Inhibition of intervertebral disc disease progression via the circPKNOX1-miR-370-3p-KIAA0355 axis.

The molecular mechanism underlying the development of intervertebral disc disease (IVDD) is not completely understood. Circular RNAs (circRNAs) play a significant role in the occurrence and development of various diseases, and studies have shown that circPKNOX1 is involved in the compensatory response of extracellular matrix synthesis and secretion of the nucleus pulposus (NP) cells. However, the mechanism through which circRNAs regulate IVDD progression remains unclear; therefore, in this study, we explored the significance of circPKNOX1 in IVDD. The expression of circRNAs in NP cells of normal and degenerative patients was detected using microarray analysis, and the role of circPKNOX1 in IVDD was confirmed using RT-qPCR. The interaction networks of circRNAs, miRNAs, and miRNA target genes were detected using bioinformatics analysis, RNA fluorescence in situ hybridization, and immunofluorescence analysis. We found that the expression of circPKNOX1 decreased in IVDD cells.
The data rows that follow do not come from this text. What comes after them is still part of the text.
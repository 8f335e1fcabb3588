// src/crawl/run.rs
// =============================================================================
// The `spider` program, minus process setup.
//
// 1. Create the download directory, parents included (the only fatal step)
// 2. Parse the start URL; a bad one is logged like any other fetch failure
// 3. Crawl with the depth the flags ask for
// 4. Print the JSON report when --json is set
//
// The binary owns logging, Ctrl-C and the exit code; everything it decides
// on comes back from here as Ok or Err.
// =============================================================================

use anyhow::{Context, Result};
use tokio_util::sync::CancellationToken;
use url::Url;

use crate::cli::SpiderCli;
use crate::config::CrawlConfig;
use crate::crawl::engine::Spider;
use crate::errors::CrawlError;

pub async fn run_spider(cli: SpiderCli, cancel: CancellationToken) -> Result<()> {
    let config = cli.crawl_config();
    run_with_config(&cli, &config, cancel).await
}

async fn run_with_config(
    cli: &SpiderCli,
    config: &CrawlConfig,
    cancel: CancellationToken,
) -> Result<()> {
    tokio::fs::create_dir_all(&config.save_path)
        .await
        .with_context(|| format!("Cannot create output directory {}", config.save_path.display()))?;

    let start = match Url::parse(&cli.url) {
        Ok(url) => url,
        Err(e) => {
            tracing::warn!("{}", CrawlError::fetch(&cli.url, e));
            return Ok(());
        }
    };

    // Without a client nothing can be fetched; reported, not fatal
    let spider = match Spider::new(config) {
        Ok(spider) => spider.with_cancellation(cancel),
        Err(e) => {
            tracing::warn!("{}", e);
            return Ok(());
        }
    };

    let report = spider.crawl(start, cli.depth()).await;

    if cli.json {
        println!("{}", serde_json::to_string_pretty(&report)?);
    }

    Ok(())
}
// src/config.rs
// =============================================================================
// Static configuration shared by the crawler and the inspector.
//
// The allow-list of image extensions and the browser-like header set are
// plain constants, and `CrawlConfig` carries copies of them so tests (or a
// future config file) can override any of them.
// =============================================================================

use std::path::PathBuf;
use std::time::Duration;

/// Raster formats the spider downloads and the scorpion inspects.
pub const IMAGE_EXTENSIONS: &[&str] = &[".jpg", ".jpeg", ".gif", ".png", ".bmp"];

/// Headers sent with every request so servers treat us like a desktop browser.
///
/// `Accept-Encoding` is not listed: reqwest advertises gzip, deflate and br
/// itself and decodes the body transparently.
pub const DEFAULT_HEADERS: &[(&str, &str)] = &[
    (
        "User-Agent",
        "Mozilla/5.0 (Windows NT 10.0; Win64; x64; rv:118.0) Gecko/20100101 Firefox/118.0",
    ),
    (
        "Accept",
        "text/html,application/xhtml+xml,application/xml;q=0.9,image/webp,*/*;q=0.8",
    ),
    ("Accept-Language", "en-US,en;q=0.5"),
    ("Referer", "https://www.google.com/"),
    ("Upgrade-Insecure-Requests", "1"),
];

pub const DEFAULT_SAVE_PATH: &str = "./spider";
pub const DEFAULT_DEPTH: i32 = 5;
pub const DEFAULT_TIMEOUT_SECS: u64 = 30;

// Everything the crawler needs to know besides the start URL and depth
#[derive(Debug, Clone)]
pub struct CrawlConfig {
    /// Directory images are written into (flat, no manifest)
    pub save_path: PathBuf,
    /// Header name/value pairs attached to every request
    pub headers: Vec<(String, String)>,
    /// Lowercase extensions including the leading dot
    pub image_extensions: Vec<String>,
    /// Upper bound for a single HTTP request
    pub request_timeout: Duration,
    /// Upper bound for the whole crawl, if any
    pub deadline: Option<Duration>,
}

impl Default for CrawlConfig {
    fn default() -> Self {
        Self {
            save_path: PathBuf::from(DEFAULT_SAVE_PATH),
            headers: DEFAULT_HEADERS
                .iter()
                .map(|(name, value)| (name.to_string(), value.to_string()))
                .collect(),
            image_extensions: IMAGE_EXTENSIONS.iter().map(|ext| ext.to_string()).collect(),
            request_timeout: Duration::from_secs(DEFAULT_TIMEOUT_SECS),
            deadline: None,
        }
    }
}

impl CrawlConfig {
    pub fn with_save_path(mut self, save_path: impl Into<PathBuf>) -> Self {
        self.save_path = save_path.into();
        self
    }
}

// Case-insensitive suffix check against an extension allow-list
//
// Example:
//   has_image_extension("photo.JPG", &[".jpg"]) -> true
//   has_image_extension("logo.svg", &[".jpg"]) -> false
pub fn has_image_extension<S: AsRef<str>>(name: &str, extensions: &[S]) -> bool {
    let lowered = name.to_lowercase();
    extensions
        .iter()
        .any(|ext| lowered.ends_with(&ext.as_ref().to_lowercase()))
}
// src/crawl/document.rs
// =============================================================================
// A parsed HTML page plus the two extractors that read from it.
//
// Each page is fetched once and parsed once; the same PageDocument is then
// handed to the image pipeline and to the link walk.
//
// We use the `scraper` crate which:
// - Parses HTML into a DOM, tolerating malformed markup
// - Supports CSS selectors for finding elements
//
// html5ever always synthesizes <html>, <head> and <body>, so "did the parse
// find anything at all" is answered by looking for any other element.
// =============================================================================

use std::sync::LazyLock;

use scraper::{ElementRef, Html, Selector};
use url::Url;

use crate::errors::CrawlError;

static ANCHOR: LazyLock<Selector> =
    LazyLock::new(|| Selector::parse("a[href]").expect("valid anchor selector"));
static IMAGE: LazyLock<Selector> =
    LazyLock::new(|| Selector::parse("img[src]").expect("valid image selector"));

// Elements html5ever inserts even when the input has no markup at all
const IMPLIED_ELEMENTS: &[&str] = &["html", "head", "body"];

pub struct PageDocument {
    url: Url,
    html: Html,
}

impl PageDocument {
    // Parses a fetched body into a queryable element tree
    //
    // Returns CrawlError::Parse when the body contains no real elements
    // (plain text, binary garbage, a bare "<html></html>")
    pub fn parse(url: &Url, body: &[u8]) -> Result<Self, CrawlError> {
        let text = String::from_utf8_lossy(body);
        let html = Html::parse_document(&text);

        let has_content = html
            .root_element()
            .descendants()
            .filter_map(ElementRef::wrap)
            .any(|element| !IMPLIED_ELEMENTS.contains(&element.value().name()));

        if !has_content {
            return Err(CrawlError::Parse {
                url: url.to_string(),
            });
        }

        Ok(Self {
            url: url.clone(),
            html,
        })
    }

    /// The URL this document was fetched from; base for root-relative references.
    pub fn url(&self) -> &Url {
        &self.url
    }

    /// Raw `href` values of every anchor, in document order.
    pub fn links(&self) -> impl Iterator<Item = &str> + '_ {
        self.html
            .select(&ANCHOR)
            .filter_map(|element| element.value().attr("href"))
    }

    /// Raw, non-empty `src` values of every image, in document order.
    pub fn images(&self) -> impl Iterator<Item = &str> + '_ {
        self.html
            .select(&IMAGE)
            .filter_map(|element| element.value().attr("src"))
            .filter(|src| !src.is_empty())
    }
}

// -----------------------------------------------------------------------------
// BEGINNER NOTES:
//
// 1. What is LazyLock?
//    - A static that is initialized the first time it is used
//    - The CSS selectors are parsed once per process instead of once per page
//
// 2. What does `impl Iterator<Item = &str> + '_` mean?
//    - "Some iterator of string slices that borrows from self"
//    - Nothing is collected until the caller asks for it
//    - The '_ ties the borrowed &str values to the document's lifetime
//
// 3. Why String::from_utf8_lossy?
//    - Pages are not always valid UTF-8
//    - Invalid bytes become U+FFFD instead of failing the whole page
// -----------------------------------------------------------------------------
The expression of circPKNOX1 in NP cells, observed using RT-qPCR and western blotting, was consistent with that observed using array screening. Overexpression of circPKNOX1 increased the expression of collagen II, aggrecan, and SOX9 and decreased that of ADAMTS4, ADAMTS-5, MMP3, and MMP13. We further demonstrated that circPKNOX1 played the role of a sponge by competitively binding miR-370-3p to reverse the inhibition of KIAA0355 expression. Our findings indicated that circPKNOX1 affected the progression of IVDD by regulating the expression of KIAA0355 via miR-370-3p. Therefore, circPKNOX1-based therapy may serve as an effective IVDD treatment strategy.